All lines before the one containing "#[derive(Error, Debug)]", plus that line itself, are to be printed exactly as they appear below.

DATA TO USE below:

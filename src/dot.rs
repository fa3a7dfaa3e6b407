#![allow(missing_docs)]

use std::{fmt::Display, str::FromStr};
#[cfg(feature = "graphviz")]
use std::path::{Path, PathBuf};

use itertools::Itertools;
use thiserror::Error;

use crate::{structure::EdgeGroup, Set, Structure};

#[derive(Error, Debug)]
pub enum RenderError {
    #[error("could not run the renderer: {0}")]
    Io(#[from] std::io::Error),
    #[error("Child process had non-zero exit status \"{0}\"")]
    NonZeroExit(std::process::ExitStatus),
}

/// The image formats that the `dot` binary is asked to produce.
#[derive(Debug, Clone, Copy, PartialEq, Eq, Default)]
pub enum ImageFormat {
    #[default]
    Png,
    Svg,
    Pdf,
}

impl ImageFormat {
    /// The file extension, which coincides with the name graphviz uses for the format.
    pub fn extension(&self) -> &'static str {
        match self {
            ImageFormat::Png => "png",
            ImageFormat::Svg => "svg",
            ImageFormat::Pdf => "pdf",
        }
    }
}

impl FromStr for ImageFormat {
    type Err = String;

    fn from_str(s: &str) -> Result<Self, Self::Err> {
        match s.to_ascii_lowercase().as_str() {
            "png" => Ok(ImageFormat::Png),
            "svg" => Ok(ImageFormat::Svg),
            "pdf" => Ok(ImageFormat::Pdf),
            other => Err(format!("unsupported image format `{other}`")),
        }
    }
}

/// Settings that determine how a [`Structure`] is drawn.
#[derive(Debug, Clone, PartialEq, Eq)]
pub struct RenderOptions {
    pub format: ImageFormat,
    /// Name or path of the graphviz `dot` binary.
    pub dot_binary: String,
    /// Color of highlighted states and edges.
    pub highlight_color: String,
    pub default_color: String,
}

impl Default for RenderOptions {
    fn default() -> Self {
        Self {
            format: ImageFormat::Png,
            dot_binary: "dot".to_string(),
            highlight_color: "darkgreen".to_string(),
            default_color: "black".to_string(),
        }
    }
}

/// Quotes `name` so that it can be used as an identifier or attribute value in the DOT language.
fn quote(name: &str) -> String {
    format!("\"{}\"", name.replace('\\', "\\\\").replace('"', "\\\""))
}

/// Preferred name of the invisible node from which the arrow to the initial state starts.
const START_NODE: &str = "initial arrow";

/// Returns a name for the invisible start node that differs from every name in `states`.
fn start_node<'a, I: IntoIterator<Item = &'a str>>(states: I) -> String {
    let taken: Set<&str> = states.into_iter().collect();
    let mut name = START_NODE.to_string();
    while taken.contains(name.as_str()) {
        name.push('_');
    }
    name
}

pub trait Dottable {
    /// Compute the graphviz representation, for more information on the DOT format,
    /// see the [graphviz documentation](https://graphviz.org/doc/info/lang.html).
    fn dot_representation(&self, options: &RenderOptions) -> String {
        let header = std::iter::once(format!("digraph {} {{", quote(&self.dot_name())))
            .chain(self.dot_header_statements(options));

        let states = self.dot_states().into_iter().map(|q| {
            format!(
                "{} [{}]",
                quote(q),
                self.dot_state_attributes(q, options)
                    .into_iter()
                    .map(|attr| attr.to_string())
                    .join(", ")
            )
        });

        let transitions = self.dot_edges().into_iter().map(|group| {
            format!(
                "{} -> {} [{}]",
                quote(&group.source),
                quote(&group.target),
                self.dot_transition_attributes(group, options)
                    .into_iter()
                    .map(|attr| attr.to_string())
                    .join(", ")
            )
        });

        let mut lines = header
            .chain(states)
            .chain(transitions)
            .chain(std::iter::once("}".to_string()));
        lines.join("\n")
    }

    fn dot_header_statements(&self, _options: &RenderOptions) -> Vec<String> {
        vec![]
    }

    fn dot_name(&self) -> String;

    fn dot_states(&self) -> Vec<&str>;

    fn dot_edges(&self) -> Vec<&EdgeGroup>;

    fn dot_state_attributes(&self, _state: &str, _options: &RenderOptions) -> Vec<DotStateAttribute> {
        vec![]
    }

    fn dot_transition_attributes(
        &self,
        _group: &EdgeGroup,
        _options: &RenderOptions,
    ) -> Vec<DotTransitionAttribute> {
        vec![]
    }

    /// Renders `self` through the `dot` binary and writes the result to `<stem>.<extension>`,
    /// returning the path of the written file. The DOT source is passed through a temporary file,
    /// which is removed again regardless of whether rendering succeeds.
    /// This method is only available on the `graphviz` crate feature.
    #[cfg(feature = "graphviz")]
    fn render_to_file(&self, stem: &Path, options: &RenderOptions) -> Result<PathBuf, RenderError> {
        use std::io::Write;
        use tracing::{debug, trace};

        let dot = self.dot_representation(options);
        trace!("writing dot representation\n{}", dot);

        let mut tempfile = tempfile::NamedTempFile::new()?;
        tempfile.write_all(dot.as_bytes())?;
        tempfile.flush()?;

        let mut target = stem.as_os_str().to_owned();
        target.push(".");
        target.push(options.format.extension());
        let target = PathBuf::from(target);

        debug!("rendering {} with {}", target.display(), options.dot_binary);
        let status = std::process::Command::new(&options.dot_binary)
            .arg(format!("-T{}", options.format.extension()))
            .arg("-o")
            .arg(&target)
            .arg(tempfile.path())
            .status()?;

        if !status.success() {
            return Err(RenderError::NonZeroExit(status));
        }
        Ok(target)
    }
}

impl Dottable for Structure {
    fn dot_name(&self) -> String {
        self.name.clone()
    }

    fn dot_header_statements(&self, options: &RenderOptions) -> Vec<String> {
        let (color, width) = emphasis(options, self.highlight.is_some());
        let start = quote(&start_node(self.states.iter().map(String::as_str)));
        vec![
            "rankdir=LR".to_string(),
            format!("{start} [label=\"\", shape=\"none\", width=0, height=0]"),
            format!(
                "{start} -> {} [{}, {}]",
                quote(&self.initial),
                DotTransitionAttribute::Color(color),
                DotTransitionAttribute::PenWidth(width)
            ),
        ]
    }

    fn dot_states(&self) -> Vec<&str> {
        self.states.iter().map(String::as_str).collect()
    }

    fn dot_edges(&self) -> Vec<&EdgeGroup> {
        self.edges.iter().collect()
    }

    fn dot_state_attributes(&self, state: &str, options: &RenderOptions) -> Vec<DotStateAttribute> {
        let shape = if self.is_final(state) {
            "doublecircle"
        } else {
            "circle"
        };
        let (color, width) = emphasis(options, self.is_highlighted_state(state));
        vec![
            DotStateAttribute::Shape(shape.into()),
            DotStateAttribute::Label(state.to_string()),
            DotStateAttribute::Color(color.clone()),
            DotStateAttribute::FontColor(color),
            DotStateAttribute::PenWidth(width),
        ]
    }

    fn dot_transition_attributes(
        &self,
        group: &EdgeGroup,
        options: &RenderOptions,
    ) -> Vec<DotTransitionAttribute> {
        let (color, width) = emphasis(options, self.is_highlighted_group(group));
        vec![
            DotTransitionAttribute::Label(group.label.clone()),
            DotTransitionAttribute::Color(color.clone()),
            DotTransitionAttribute::FontColor(color),
            DotTransitionAttribute::PenWidth(width),
        ]
    }
}

fn emphasis(options: &RenderOptions, highlighted: bool) -> (String, String) {
    if highlighted {
        (options.highlight_color.clone(), "2.0".to_string())
    } else {
        (options.default_color.clone(), "1.0".to_string())
    }
}

/// Enum that abstracts attributes in the DOT format.
#[derive(Debug, Clone, Eq, PartialEq)]
pub enum DotStateAttribute {
    /// The label of a node
    Label(String),
    /// The shape of a node
    Shape(String),
    /// The color of a node
    Color(String),
    FontColor(String),
    PenWidth(String),
}

impl Display for DotStateAttribute {
    fn fmt(&self, f: &mut std::fmt::Formatter<'_>) -> std::fmt::Result {
        match self {
            DotStateAttribute::Label(s) => write!(f, "label={}", quote(s)),
            DotStateAttribute::Shape(s) => write!(f, "shape={}", quote(s)),
            DotStateAttribute::Color(c) => write!(f, "color={}", quote(c)),
            DotStateAttribute::FontColor(c) => write!(f, "fontcolor={}", quote(c)),
            DotStateAttribute::PenWidth(w) => write!(f, "penwidth={w}"),
        }
    }
}

#[derive(Debug, Clone, Eq, PartialEq)]
pub enum DotTransitionAttribute {
    Label(String),
    Color(String),
    FontColor(String),
    PenWidth(String),
}

impl Display for DotTransitionAttribute {
    fn fmt(&self, f: &mut std::fmt::Formatter<'_>) -> std::fmt::Result {
        match self {
            DotTransitionAttribute::Label(lbl) => write!(f, "label={}", quote(lbl)),
            DotTransitionAttribute::Color(c) => write!(f, "color={}", quote(c)),
            DotTransitionAttribute::FontColor(c) => write!(f, "fontcolor={}", quote(c)),
            DotTransitionAttribute::PenWidth(w) => write!(f, "penwidth={w}"),
        }
    }
}

#[cfg(test)]
mod tests {
    use super::{quote, start_node, Dottable, ImageFormat, RenderOptions};
    use crate::{tests::ends_in_one, Definition};

    #[test]
    fn quoting() {
        assert_eq!(quote("q0"), "\"q0\"");
        assert_eq!(quote("a\"b"), "\"a\\\"b\"");
        assert_eq!(quote("a\\b"), "\"a\\\\b\"");
    }

    #[test_log::test]
    fn static_dot() {
        let dfa = ends_in_one();
        let dot = dfa
            .structure("ends_in_one", None)
            .dot_representation(&RenderOptions::default());

        assert!(dot.starts_with("digraph \"ends_in_one\" {\nrankdir=LR\n"));
        assert!(dot.contains(
            "\"q1\" [shape=\"doublecircle\", label=\"q1\", color=\"black\", fontcolor=\"black\", penwidth=1.0]"
        ));
        assert!(dot.contains("\"q0\" [shape=\"circle\""));
        assert!(dot.contains("\"initial arrow\" -> \"q0\" [color=\"black\", penwidth=1.0]"));
        assert!(dot.contains("\"q0\" -> \"q1\" [label=\"1\", color=\"black\""));
        assert!(!dot.contains("darkgreen"));
        assert!(dot.ends_with('}'));
    }

    #[test]
    fn highlighted_dot() {
        let dfa = ends_in_one();
        let trace = dfa.validate_string("1").unwrap();
        let dot = dfa
            .structure("ends_in_one", Some(&trace))
            .dot_representation(&RenderOptions::default());

        assert!(dot.contains("\"initial arrow\" -> \"q0\" [color=\"darkgreen\", penwidth=2.0]"));
        assert!(dot.contains(
            "\"q0\" -> \"q1\" [label=\"1\", color=\"darkgreen\", fontcolor=\"darkgreen\", penwidth=2.0]"
        ));
        assert!(dot.contains(
            "\"q1\" -> \"q0\" [label=\"0\", color=\"black\", fontcolor=\"black\", penwidth=1.0]"
        ));
    }

    #[test]
    fn start_node_avoids_state_names() {
        assert_eq!(start_node(["q0", "q1"]), "initial arrow");
        assert_eq!(
            start_node(["initial arrow", "initial arrow_", "q"]),
            "initial arrow__"
        );

        let dfa = Definition::default()
            .with_alphabet(['a'])
            .with_states(["initial arrow", "q"])
            .with_initial("q")
            .with_transitions([("initial arrow", 'a', "q"), ("q", 'a', "q")])
            .validate()
            .unwrap();
        let dot = dfa
            .structure("collision", None)
            .dot_representation(&RenderOptions::default());

        assert!(dot.contains("\"initial arrow_\" [label=\"\", shape=\"none\""));
        assert!(dot.contains("\"initial arrow_\" -> \"q\" [color=\"black\", penwidth=1.0]"));
        assert!(dot.contains("\"initial arrow\" [shape=\"circle\", label=\"initial arrow\""));
        assert!(dot.contains("\"initial arrow\" -> \"q\" [label=\"a\""));
        assert!(!dot.contains("\"initial arrow\" [label=\"\""));
    }

    #[test]
    fn image_format_from_str() {
        assert_eq!("SVG".parse::<ImageFormat>(), Ok(ImageFormat::Svg));
        assert_eq!(ImageFormat::default().extension(), "png");
        assert!("gif".parse::<ImageFormat>().is_err());
    }

    #[cfg(feature = "graphviz")]
    #[test]
    fn missing_renderer_is_an_error() {
        let dir = tempfile::tempdir().unwrap();
        let options = RenderOptions {
            dot_binary: "this-binary-does-not-exist".to_string(),
            ..Default::default()
        };
        let result = ends_in_one()
            .structure("ends_in_one", None)
            .render_to_file(&dir.path().join("diagram"), &options);
        assert!(matches!(result, Err(super::RenderError::Io(_))));
    }

    #[cfg(feature = "graphviz")]
    #[test]
    #[ignore]
    fn render_dfa() {
        let dir = std::env::temp_dir();
        let dfa = ends_in_one();
        let trace = dfa.validate_string("101").unwrap();
        let path = dfa
            .structure("ends_in_one", Some(&trace))
            .render_to_file(&dir.join("ends_in_one"), &RenderOptions::default())
            .unwrap();
        assert!(path.exists());
    }
}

End of DATA TO USE.

## RESPONSE TO THIS TASK
filename src/dot.rs
repository fa3a7dfaa3e6b407
#![allow(missing_docs)]

use std::{fmt::Display, str::FromStr};
#[cfg(feature = "graphviz")]
use std::path::{Path, PathBuf};

use itertools::Itertools;
use thiserror::Error;

use crate::{structure::EdgeGroup, Set, Structure};

#[derive(Error, Debug)]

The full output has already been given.